Work instructions => When you answer, give every record back exactly as written.

Stored data =>
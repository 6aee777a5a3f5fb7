//! Election ledger
//!
//! Tracks, per group, whether this sentinel was elected to run the
//! in-flight failover. Never persisted: losing it only means this process
//! defers the write to the refresher or another sentinel.

use std::collections::HashMap;
use std::sync::Mutex;

#[derive(Debug, Default)]
pub struct ElectionLedger {
    elected: Mutex<HashMap<String, bool>>,
}

impl ElectionLedger {
    pub fn new() -> Self {
        Self::default()
    }

    fn lock(&self) -> std::sync::MutexGuard<'_, HashMap<String, bool>> {
        self.elected.lock().unwrap_or_else(|e| e.into_inner())
    }

    pub fn mark_elected(&self, group: &str) {
        self.lock().insert(group.to_string(), true);
    }

    pub fn is_elected(&self, group: &str) -> bool {
        self.lock().get(group).copied().unwrap_or(false)
    }

    /// Return whether `group` was elected and clear the flag in one step.
    /// Absent groups stay absent.
    pub fn take(&self, group: &str) -> bool {
        match self.lock().get_mut(group) {
            Some(flag) => std::mem::replace(flag, false),
            None => false,
        }
    }

    /// Groups with an entry, elected or not.
    pub fn len(&self) -> usize {
        self.lock().len()
    }

    pub fn is_empty(&self) -> bool {
        self.lock().is_empty()
    }
}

Response to this exercise =>
repository 6aee777a5a3f5fb7
//! Election ledger
//!
//! Tracks, per group, whether this sentinel was elected to run the
//! in-flight failover. Never persisted: losing it only means this process
//! defers the write to the refresher or another sentinel.

use std::collections::HashMap;
use std::sync::Mutex;

#[derive(Debug, Default)]
pub struct ElectionLedger {
    elected: Mutex<HashMap<String, bool>>,
}

impl ElectionLedger {
    pub fn new() -> Self {
        Self::default()
    }

    fn lock(&self) -> std::sync::MutexGuard<'_, HashMap<String, bool>> {
        self.elected.lock().unwrap_or_else(|e| e.into_inner())
    }

    pub fn mark_elected(&self, group: &str) {
        self.lock().insert(group.to_string(), true);
    }

    pub fn is_elected(&self, group: &str) -> bool {
        self.lock().get(group).copied().unwrap_or(false)
    }

    /// Return whether `group` was elected and clear the flag in one step.
    /// Absent groups stay absent.
    pub fn take(&self, group: &str) -> bool {
        match self.lock().get_mut(group) {
            Some(flag) => std::mem::replace(flag, false),
            None => false,
        }
    }

    /// Groups with an entry, elected or not.
    pub fn len(&self) -> usize {
        self.lock().len()
    }

    pub fn is_empty(&self) -> bool {
        self.lock().is_empty()
    }
}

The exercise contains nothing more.